Records shown:
»»

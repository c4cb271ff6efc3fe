//! Ordering and string forms of item values.
//!
//! Filters need a partial order (incomparable kinds never match) while
//! comparators need a total one (incomparable kinds are ranked by kind), so
//! both are provided here.

use std::cmp::Ordering;

use serde_json::Value;

/// Compares two values of the same kind.
///
/// Integers compare exactly, other numbers as `f64`, strings lexically and
/// booleans with `false < true`. Any other pairing is incomparable.
pub fn compare_values(a: &Value, b: &Value) -> Option<Ordering> {
    match (a, b) {
        (Value::Number(x), Value::Number(y)) => match (x.as_i64(), y.as_i64()) {
            (Some(x), Some(y)) => Some(x.cmp(&y)),
            _ => x.as_f64()?.partial_cmp(&y.as_f64()?),
        },
        (Value::String(x), Value::String(y)) => Some(x.cmp(y)),
        (Value::Bool(x), Value::Bool(y)) => Some(x.cmp(y)),
        _ => None,
    }
}

/// Returns true if the values are equal, comparing numbers numerically.
pub fn values_equal(a: &Value, b: &Value) -> bool {
    match compare_values(a, b) {
        Some(ordering) => ordering == Ordering::Equal,
        None => a == b,
    }
}

/// Total order used for sorting.
pub fn total_cmp(a: &Value, b: &Value) -> Ordering {
    compare_values(a, b).unwrap_or_else(|| {
        kind_rank(a)
            .cmp(&kind_rank(b))
            .then_with(|| a.to_string().cmp(&b.to_string()))
    })
}

fn kind_rank(value: &Value) -> u8 {
    match value {
        Value::Null => 0,
        Value::Bool(_) => 1,
        Value::Number(_) => 2,
        Value::String(_) => 3,
        Value::Array(_) => 4,
        Value::Object(_) => 5,
    }
}

/// Returns the string form used by `contains`, `startswith` and `endswith`.
pub fn string_form(value: &Value) -> String {
    match value {
        Value::String(s) => s.clone(),
        other => other.to_string(),
    }
}

/// Returns the value if present and not null.
pub fn present(value: Option<&Value>) -> Option<&Value> {
    value.filter(|v| !v.is_null())
}
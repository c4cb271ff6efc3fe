//! Access control flags.

use std::ops::{BitAnd, BitOr, Sub};

use serde::{Deserialize, Serialize};

use crate::error::{Operation, StorageError, StorageResult};

/// Five independent capabilities a storage may grant.
///
/// Access controls compose: `&` keeps only the capabilities both sides grant,
/// `|` keeps those either side grants, and `-` removes the capabilities the
/// right side grants.
///
/// # Examples
///
/// ```
/// use persisty_storage::meta::AccessControl;
///
/// let read_only = AccessControl::READ_ONLY;
/// let combined = AccessControl::ALL_ACCESS & read_only;
/// assert!(combined.readable);
/// assert!(!combined.creatable);
///
/// let no_delete = AccessControl::ALL_ACCESS - AccessControl::DELETE_ONLY;
/// assert!(!no_delete.deletable);
/// ```
#[derive(Debug, Clone, Copy, PartialEq, Eq, Hash, Serialize, Deserialize)]
pub struct AccessControl {
    /// Items may be created.
    pub creatable: bool,
    /// Items may be read by key.
    pub readable: bool,
    /// Items may be replaced.
    pub updatable: bool,
    /// Items may be destroyed.
    pub deletable: bool,
    /// Items may be searched and counted.
    pub searchable: bool,
}

impl AccessControl {
    /// Every capability.
    pub const ALL_ACCESS: AccessControl = AccessControl {
        creatable: true,
        readable: true,
        updatable: true,
        deletable: true,
        searchable: true,
    };

    /// No capability.
    pub const NO_ACCESS: AccessControl = AccessControl {
        creatable: false,
        readable: false,
        updatable: false,
        deletable: false,
        searchable: false,
    };

    /// Read and search only.
    pub const READ_ONLY: AccessControl = AccessControl {
        creatable: false,
        readable: true,
        updatable: false,
        deletable: false,
        searchable: true,
    };

    /// Destroy only.
    pub const DELETE_ONLY: AccessControl = AccessControl {
        creatable: false,
        readable: false,
        updatable: false,
        deletable: true,
        searchable: false,
    };

    /// Returns true if the operation is permitted.
    pub fn allows(&self, operation: Operation) -> bool {
        match operation {
            Operation::Create => self.creatable,
            Operation::Read => self.readable,
            Operation::Update => self.updatable,
            Operation::Destroy => self.deletable,
            Operation::Search => self.searchable,
        }
    }

    /// Fails with `AccessDenied` if the operation is not permitted.
    pub fn check(&self, storage: &str, operation: Operation) -> StorageResult<()> {
        if self.allows(operation) {
            Ok(())
        } else {
            Err(StorageError::access_denied(storage, operation))
        }
    }
}

impl Default for AccessControl {
    fn default() -> Self {
        Self::ALL_ACCESS
    }
}

impl BitAnd for AccessControl {
    type Output = AccessControl;

    fn bitand(self, rhs: Self) -> Self::Output {
        AccessControl {
            creatable: self.creatable && rhs.creatable,
            readable: self.readable && rhs.readable,
            updatable: self.updatable && rhs.updatable,
            deletable: self.deletable && rhs.deletable,
            searchable: self.searchable && rhs.searchable,
        }
    }
}

impl BitOr for AccessControl {
    type Output = AccessControl;

    fn bitor(self, rhs: Self) -> Self::Output {
        AccessControl {
            creatable: self.creatable || rhs.creatable,
            readable: self.readable || rhs.readable,
            updatable: self.updatable || rhs.updatable,
            deletable: self.deletable || rhs.deletable,
            searchable: self.searchable || rhs.searchable,
        }
    }
}

impl Sub for AccessControl {
    type Output = AccessControl;

    fn sub(self, rhs: Self) -> Self::Output {
        AccessControl {
            creatable: self.creatable && !rhs.creatable,
            readable: self.readable && !rhs.readable,
            updatable: self.updatable && !rhs.updatable,
            deletable: self.deletable && !rhs.deletable,
            searchable: self.searchable && !rhs.searchable,
        }
    }
}

#[cfg(test)]
mod tests {
    use super::*;

    const CREATE_ONLY: AccessControl = AccessControl {
        creatable: true,
        ..AccessControl::NO_ACCESS
    };

    #[test]
    fn test_identity_elements() {
        for x in [
            AccessControl::READ_ONLY,
            AccessControl::DELETE_ONLY,
            CREATE_ONLY,
        ] {
            assert_eq!(AccessControl::ALL_ACCESS & x, x);
            assert_eq!(AccessControl::NO_ACCESS | x, x);
        }
    }

    #[test]
    fn test_intersection_is_most_restrictive() {
        let a = AccessControl::READ_ONLY;
        let b = CREATE_ONLY | AccessControl::READ_ONLY;
        let both = a & b;
        assert_eq!(both.creatable, a.creatable && b.creatable);
        assert!(both.readable);
        assert!(!both.deletable);
    }

    #[test]
    fn test_subtraction_removes_capability() {
        let result = AccessControl::ALL_ACCESS - AccessControl::DELETE_ONLY;
        assert!(!result.deletable);
        assert!(result.creatable && result.readable && result.updatable && result.searchable);
    }

    #[test]
    fn test_check() {
        assert!(AccessControl::READ_ONLY.check("books", Operation::Read).is_ok());
        let err = AccessControl::READ_ONLY
            .check("books", Operation::Update)
            .unwrap_err();
        assert!(matches!(
            err,
            StorageError::AccessDenied {
                operation: Operation::Update,
                ..
            }
        ));
    }
}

««

Directions for this task:
Retype, exactly and in full, the listing from its first line to the one holding "use std::cmp::Ordering;", both included.

Answer:
repository c4cb271ff6efc3fe
//! Ordering and string forms of item values.
//!
//! Filters need a partial order (incomparable kinds never match) while
//! comparators need a total one (incomparable kinds are ranked by kind), so
//! both are provided here.

use std::cmp::Ordering;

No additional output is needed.